This notebook illustrates how the ModelSpec works with models.yml to curate and access model attributes.
Overview¶
The ModelSpec class defines the complete specification for an ocean model configuration, including:
Templates: Jinja2 template locations for compile-time and run-time configuration files
Settings: Default settings and configuration files
Code: Repository specifications for ROMS, MARBL, and associated code
Inputs: Default specifications for grid, initial conditions, and forcing data
Datasets: List of required source datasets
Model specifications are stored in models.yml and loaded using load_models_yaml().
Setup¶
Import the necessary modules and enable autoreload for development.
%load_ext autoreload
%autoreload 2
from pathlib import Path
from cson_forge import models, config
Load ModelSpec¶
Load a model specification from models.yml using load_models_yaml(). This function takes the path to the YAML file and the model name.
# Load a model specification
model_name = "cson_roms-marbl_v0.1"
model_spec = models.load_models_yaml(config.paths.models_yaml, model_name)
print(f"Loaded ModelSpec: {model_spec.name}")

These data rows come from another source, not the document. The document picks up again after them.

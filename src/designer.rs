//! Designer shell: owns the report document and the transient editing state.
//!
//! Three independent concerns live here: the drag lifecycle, the selection,
//! and the design/preview tab. None of them is ever written into the
//! [`ReportConfig`]; saving hands the document alone to an external sink.

#[cfg(test)]
#[path = "designer_test.rs"]
mod designer_test;

use serde_json::Value;
use tracing::{debug, error, info, warn};

use crate::canvas::{self, Canvas, CanvasView, DragSource, Point};
use crate::error::ErrorCode;
use crate::http::FetchError;
use crate::model::{Component, ComponentKind, IdGen, ModelError, ReportConfig};
use crate::panel::{PanelError, PanelView, PropertyPanel};

// =============================================================================
// SAVE
// =============================================================================

#[derive(Debug, thiserror::Error)]
pub enum SaveError {
    #[error("save request failed: {0}")]
    Fetch(#[from] FetchError),
    #[error("save rejected: {0}")]
    Rejected(String),
}

impl ErrorCode for SaveError {
    fn error_code(&self) -> &'static str {
        match self {
            Self::Fetch(e) => e.error_code(),
            Self::Rejected(_) => "E_SAVE_REJECTED",
        }
    }

    fn retryable(&self) -> bool {
        match self {
            Self::Fetch(e) => e.retryable(),
            Self::Rejected(_) => false,
        }
    }
}

/// Persistence callback for the whole document.
#[async_trait::async_trait]
pub trait SaveSink: Send + Sync {
    /// Persist `config`.
    ///
    /// # Errors
    ///
    /// Returns a [`SaveError`] if the backend does not accept the document.
    async fn save(&self, config: &ReportConfig) -> Result<(), SaveError>;
}

// =============================================================================
// STATE
// =============================================================================

/// Mutations reported back to the host after an input.
#[derive(Debug, Clone, PartialEq)]
pub enum Action {
    ComponentCreated(Component),
    ComponentMoved { id: String, x: f64, y: f64 },
    ComponentUpdated(Component),
    ComponentRemoved { id: String },
    SelectionChanged(Option<String>),
    /// A drag ended outside every valid drop target.
    DropDiscarded,
}

/// Drag lifecycle.
#[derive(Debug, Clone, PartialEq, Eq, Default)]
pub enum DragState {
    #[default]
    Idle,
    Dragging { source: DragSource },
}

/// Which view of the document is showing.
#[derive(Debug, Clone, Copy, PartialEq, Eq, Default)]
pub enum Tab {
    #[default]
    Design,
    Preview,
}

/// Top-level state owner for one open designer session.
#[derive(Debug)]
pub struct DesignerShell {
    config: ReportConfig,
    selection: Option<String>,
    drag: DragState,
    tab: Tab,
    canvas: Canvas,
    ids: IdGen,
}

impl DesignerShell {
    /// Open a session on `config`.
    ///
    /// # Errors
    ///
    /// Returns a [`ModelError`] if the document violates id uniqueness or
    /// geometry bounds.
    pub fn new(config: ReportConfig) -> Result<Self, ModelError> {
        config.validate()?;
        Ok(Self {
            config,
            selection: None,
            drag: DragState::Idle,
            tab: Tab::Design,
            canvas: Canvas::new(),
            ids: IdGen::new(),
        })
    }

    // --- Queries ---

    #[must_use]
    pub fn config(&self) -> &ReportConfig {
        &self.config
    }

    #[must_use]
    pub fn into_config(self) -> ReportConfig {
        self.config
    }

    #[must_use]
    pub fn selection(&self) -> Option<&str> {
        self.selection.as_deref()
    }

    #[must_use]
    pub fn selected_component(&self) -> Option<&Component> {
        self.selection.as_deref().and_then(|id| self.config.component(id))
    }

    #[must_use]
    pub fn drag_state(&self) -> &DragState {
        &self.drag
    }

    #[must_use]
    pub fn tab(&self) -> Tab {
        self.tab
    }

    #[must_use]
    pub fn canvas(&self) -> &Canvas {
        &self.canvas
    }

    /// The design canvas with the current selection marked.
    #[must_use]
    pub fn render_design(&self) -> CanvasView {
        canvas::render_design(&self.config, self.selection())
    }

    /// The property panel form for the current selection.
    #[must_use]
    pub fn panel_view(&self, panel: &PropertyPanel) -> PanelView {
        panel.view(self.selected_component())
    }

    // --- Tab ---

    /// Switch tabs. Never touches the document.
    pub fn set_tab(&mut self, tab: Tab) {
        self.tab = tab;
    }

    // --- Drag lifecycle ---

    /// A drag started on `drag_id` (a palette item or a placed component).
    pub fn drag_start(&mut self, drag_id: &str) {
        let source = DragSource::parse(drag_id);
        debug!(?source, "drag start");
        self.drag = DragState::Dragging { source };
    }

    /// The active drag moved over `over` (or over nothing).
    pub fn drag_over(&mut self, over: Option<&str>) {
        if matches!(self.drag, DragState::Dragging { .. }) {
            self.canvas.drag_over(over, &self.config);
        }
    }

    /// The drag was aborted (e.g. Escape).
    pub fn drag_cancel(&mut self) {
        self.drag = DragState::Idle;
        self.canvas.drag_left();
    }

    /// The drag ended over `over` after moving by `delta`.
    ///
    /// `pointer` is the drop position in canvas coordinates, used to place a
    /// new component; without it the component lands at the origin.
    pub fn drag_end(&mut self, over: Option<&str>, delta: Point, pointer: Option<Point>) -> Vec<Action> {
        let state = std::mem::take(&mut self.drag);
        self.canvas.drag_left();
        let DragState::Dragging { source } = state else {
            return Vec::new();
        };
        if !canvas::is_drop_target(over, &self.config) {
            debug!(?source, ?over, "drop outside canvas discarded");
            return vec![Action::DropDiscarded];
        }
        if !delta.is_finite() || pointer.is_some_and(|p| !p.is_finite()) {
            warn!(?source, ?delta, ?pointer, "drop with non-finite geometry discarded");
            return vec![Action::DropDiscarded];
        }

        match source {
            DragSource::Palette(ComponentKind::Other(tag)) if tag.is_empty() => {
                debug!("palette drag without a type tag discarded");
                vec![Action::DropDiscarded]
            }
            DragSource::Palette(kind) => {
                let id = self.fresh_id();
                let component = canvas::new_component(id.clone(), kind, pointer.unwrap_or_default());
                info!(%id, kind = %component.kind, "component created");
                self.config.components.push(component.clone());
                self.selection = Some(id.clone());
                vec![Action::ComponentCreated(component), Action::SelectionChanged(Some(id))]
            }
            DragSource::Placed(id) => {
                let Some(idx) = self.config.position(&id) else {
                    warn!(%id, "drag ended for unknown component");
                    return vec![Action::DropDiscarded];
                };
                let component = &mut self.config.components[idx];
                let to = canvas::moved_position(component, delta);
                component.x = to.x;
                component.y = to.y;
                vec![Action::ComponentMoved { id, x: to.x, y: to.y }]
            }
        }
    }

    fn fresh_id(&mut self) -> String {
        loop {
            let id = self.ids.next_id();
            if !self.config.contains(&id) {
                return id;
            }
        }
    }

    // --- Selection ---

    /// Select a placed component (click). Unknown ids are ignored.
    pub fn select(&mut self, id: &str) -> Option<Action> {
        if !self.config.contains(id) {
            warn!(%id, "select ignored: no such component");
            return None;
        }
        if self.selection.as_deref() == Some(id) {
            return None;
        }
        self.selection = Some(id.to_owned());
        Some(Action::SelectionChanged(self.selection.clone()))
    }

    // --- Edits ---

    /// Replace the component with `patched.id` and re-select it.
    ///
    /// # Errors
    ///
    /// Returns `NotFound` if no component has that id, or a geometry error if
    /// the patched component is out of bounds.
    pub fn apply_patch(&mut self, patched: Component) -> Result<Action, ModelError> {
        patched.check_geometry()?;
        let Some(idx) = self.config.position(&patched.id) else {
            return Err(ModelError::NotFound(patched.id));
        };
        self.config.components[idx] = patched.clone();
        self.selection = Some(patched.id.clone());
        Ok(Action::ComponentUpdated(patched))
    }

    /// Edit one field of the selected component through `panel`.
    ///
    /// Returns `Ok(None)` when nothing is selected.
    ///
    /// # Errors
    ///
    /// Returns a [`PanelError`] if the field is not editable or the value is
    /// invalid; the document is left unchanged.
    pub fn edit_selected(&mut self, panel: &PropertyPanel, key: &str, value: Value) -> Result<Option<Action>, PanelError> {
        let Some(patched) = panel.edit(self.selected_component(), key, value)? else {
            return Ok(None);
        };
        Ok(Some(self.apply_patch(patched)?))
    }

    /// Remove a component. Clears the selection if it pointed at it.
    ///
    /// # Errors
    ///
    /// Returns `NotFound` if no component has that id.
    pub fn remove_component(&mut self, id: &str) -> Result<Vec<Action>, ModelError> {
        let Some(idx) = self.config.position(id) else {
            return Err(ModelError::NotFound(id.to_owned()));
        };
        self.config.components.remove(idx);
        let mut actions = vec![Action::ComponentRemoved { id: id.to_owned() }];
        if self.selection.as_deref() == Some(id) {
            self.selection = None;
            actions.push(Action::SelectionChanged(None));
        }
        Ok(actions)
    }

    // --- Save ---

    /// Hand the full document to `sink`.
    ///
    /// # Errors
    ///
    /// Propagates the sink's [`SaveError`] after logging it.
    pub async fn save(&self, sink: &dyn SaveSink) -> Result<(), SaveError> {
        match sink.save(&self.config).await {
            Ok(()) => {
                info!(components = self.config.components.len(), "report saved");
                Ok(())
            }
            Err(e) => {
                error!(error = %e, code = e.error_code(), "report save failed");
                Err(e)
            }
        }
    }
}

print(f"Type: {type(model_spec)}")
Loaded ModelSpec: cson_roms-marbl_v0.1
Type: <class 'cson_forge.models.ModelSpec'>
Inspect ModelSpec Structure¶
The ModelSpec is a Pydantic model with several main components. Let’s explore each one:
# View all ModelSpec attributes
print("ModelSpec attributes:")
# Use the class to access model_fields (not the instance) to avoid deprecation warning
for attr in model_spec.__class__.model_fields.keys():
value = getattr(model_spec, attr)
if isinstance(value, (list, dict)) and len(str(value)) > 100:
print(f" - {attr}: {type(value).__name__} (length: {len(value)})")
else:
print(f" - {attr}: {value}")
ModelSpec attributes:
- name: cson_roms-marbl_v0.1
- templates: compile_time=CodeRepository(documentation='', locked=False, location='/Users/mclong/codes/cson-forge/cson_forge/model-configs/cson_roms-marbl_v0.1/templates/compile-time', commit='', branch='main', filter=PathFilter(directory='', files=['bgc.opt.j2', 'blk_frc.opt.j2', 'cdr_frc.opt.j2', 'cppdefs.opt.j2', 'diagnostics.opt.j2', 'ocean_vars.opt.j2', 'param.opt.j2', 'river_frc.opt.j2', 'surf_flux.opt.j2', 'tides.opt.j2', 'tracers.opt.j2', 'Makefile'])) run_time=CodeRepository(documentation='', locked=False, location='/Users/mclong/codes/cson-forge/cson_forge/model-configs/cson_roms-marbl_v0.1/templates/run-time', commit='', branch='main', filter=PathFilter(directory='', files=['roms.in.j2', 'marbl_in', 'marbl_tracer_output_list', 'marbl_diagnostic_output_list']))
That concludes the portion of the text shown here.